A European record of $7,000,000 will be on offer at the World Golf Championships - American Express Championship when the tournament returns to Mount Juliet in Co Kilkenny next year.
The increase of $1,000,000 means that the winner of the 2004 tournament in Thomastown will pocket a record $1,200,000 for his efforts.
It will be the tournament's second visit to the Jack Nicklaus designed course and it's fourth to Europe, having first been held in Valderrama in Spain, where the purse amounted to $5,000,000.
The 2002 tournament in Mount Juliet, played one year after the event's postponement following the September 11th attacks, was won by Tiger Woods and carried combined prizemoney of $5,500,000.
The most recent winner of a WGC-American Express Championship, Ireland's Darren Clarke, has welcomed the return of the event to Mount Juliet, as has his compatriot and world number 10 Padraig Harrington.
Clarke, who has won both the WGC - Accenture Match Play and the WGC - NEC Invitational titles, said: "This announcement is great news for Irish golf. It's a fantastic venue and always prepared to the highest level of conditioning.
Harrington described the course as "one of the best conditioned courses in the whole of Great Britain and Ireland.
"As an Irishman, I was very proud to see so many of the world's leading players at Mount Juliet last year when we enjoyed a week of glorious sunshine," he added.
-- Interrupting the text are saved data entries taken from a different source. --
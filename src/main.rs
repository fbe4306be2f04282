use std::sync::Arc;

use clap::{Parser, Subcommand};
use tracing_subscriber::{layer::SubscriberExt, util::SubscriberInitExt};

use amumal::{
    Config, FileSessionStore, HeaderAction, HeaderMenu, LoginPage, PostsPage, SessionStore,
    SubmitResult,
};
use amumal_client::{EmailAvailability, ForumClient, NicknameAvailability};
use amumal_core::{
    EmailFormat, FieldStatus, LoadOutcome, NicknameFormat, ScrollMetrics, ValidationField,
};

#[derive(Parser)]
#[command(name = "amumal", about = "Terminal client for the amumal forum")]
struct Cli {
    #[command(subcommand)]
    command: Command,
}

#[derive(Subcommand)]
enum Command {
    /// Log in and remember the session
    Login {
        #[arg(long)]
        email: String,
        #[arg(long)]
        password: String,
    },
    /// Log out and forget the session
    Logout,
    /// List posts, page by page
    Posts {
        /// Stop after this many pages
        #[arg(long, default_value_t = 3)]
        pages: usize,
    },
    /// Check whether an email is free to register
    CheckEmail { email: String },
    /// Check whether a nickname is free to register
    CheckNickname { nickname: String },
}

#[tokio::main]
async fn main() {
    // Initialize tracing
    tracing_subscriber::registry()
        .with(tracing_subscriber::fmt::layer())
        .init();

    let cli = Cli::parse();

    // Load configuration
    let config = match Config::from_env() {
        Ok(c) => c,
        Err(e) => {
            eprintln!("Configuration error: {}", e);
            eprintln!("Optional: AMUMAL_API_BASE_URL (default: http://localhost:8000)");
            eprintln!("Optional: AMUMAL_PAGE_SIZE, AMUMAL_SESSION_PATH, AMUMAL_SCROLL_THRESHOLD");
            std::process::exit(1);
        }
    };
    tracing::debug!("API base URL: {}", config.api_base_url);

    let client = match ForumClient::new(config.api_base_url.clone()) {
        Ok(client) => client,
        Err(e) => {
            eprintln!("Client error: {}", e);
            std::process::exit(1);
        }
    };
    let store: Arc<dyn SessionStore> = Arc::new(FileSessionStore::new(&config.session_path));

    let ok = match cli.command {
        Command::Login { email, password } => login(client, store, email, password).await,
        Command::Logout => logout(client, store).await,
        Command::Posts { pages } => posts(client, store, &config, pages).await,
        Command::CheckEmail { email } => {
            let field = ValidationField::with_checker(
                "email",
                EmailFormat,
                Arc::new(EmailAvailability(client)),
            );
            check(field, email).await
        }
        Command::CheckNickname { nickname } => {
            let field = ValidationField::with_checker(
                "nickname",
                NicknameFormat,
                Arc::new(NicknameAvailability(client)),
            );
            check(field, nickname).await
        }
    };

    if !ok {
        std::process::exit(1);
    }
}

async fn login(
    client: ForumClient,
    store: Arc<dyn SessionStore>,
    email: String,
    password: String,
) -> bool {
    let page = LoginPage::new(client, store);
    page.email.set_value(email);
    page.password.set_value(password);

    for field in [&page.email, &page.password] {
        if let Some(message) = field.commit().await.message() {
            println!("{}: {}", field.name(), message);
        }
    }

    match page.submit().await {
        SubmitResult::Done { .. } => {
            println!("Logged in.");
            true
        }
        SubmitResult::Blocked => false,
        SubmitResult::Failed(message) => {
            println!("{}", message);
            false
        }
    }
}

async fn logout(client: ForumClient, store: Arc<dyn SessionStore>) -> bool {
    let session = match amumal::require_session(store.as_ref()) {
        Ok(session) => session,
        Err(_) => {
            println!("Not logged in.");
            return true;
        }
    };
    HeaderMenu::new(client, store, session)
        .dispatch(HeaderAction::Logout)
        .await;
    println!("Logged out.");
    true
}

async fn posts(
    client: ForumClient,
    store: Arc<dyn SessionStore>,
    config: &Config,
    pages: usize,
) -> bool {
    let page = match PostsPage::mount(client, store, config) {
        Ok(page) => page,
        Err(_) => {
            println!("Not logged in. Run `amumal login` first.");
            return false;
        }
    };

    let mut printed = 0;
    let mut outcome = page.load_initial().await;
    for _ in 1..pages {
        if !matches!(outcome, LoadOutcome::Loaded { .. }) {
            break;
        }
        // A terminal has no scroll position; always ask as if at the bottom.
        let at_bottom = ScrollMetrics {
            viewport_height: 0.0,
            scroll_offset: 0.0,
            content_height: 0.0,
        };
        outcome = page.on_scroll(&at_bottom).await;
    }

    for post in page.posts() {
        printed += 1;
        println!("#{} {}", post.post_id, post.display_title());
        println!("    {}  {}", post.meta_line(), post.created_at);
        println!("    by {}", post.author_nickname);
    }
    println!("{} posts. {}", printed, page.footer());

    !matches!(outcome, LoadOutcome::Failed(_))
}

async fn check(field: ValidationField, value: String) -> bool {
    field.set_value(value);
    let status = field.commit().await;
    match &status {
        FieldStatus::Valid => println!("Available."),
        other => println!(
            "{}",
            other.message().unwrap_or_else(|| format!("{:?}", other))
        ),
    }
    status.is_pass()
}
Ken Schofield, Executive Director of The European Tour, said: "Last year we witnessed a wonderful event, with a truly international field competing over one of the leading courses in the country.
"The Championship field was one of the strongest in the world in 2002 with 49 out of the top 50 on the Official World Golf Ranking treating record crowds of over 120,000 to golf of the highest quality."
The tournament is one of only four that is sanctioned by the International Federation of Tours and includes an automatic invite for the world's top 50 players as well as other selected participants.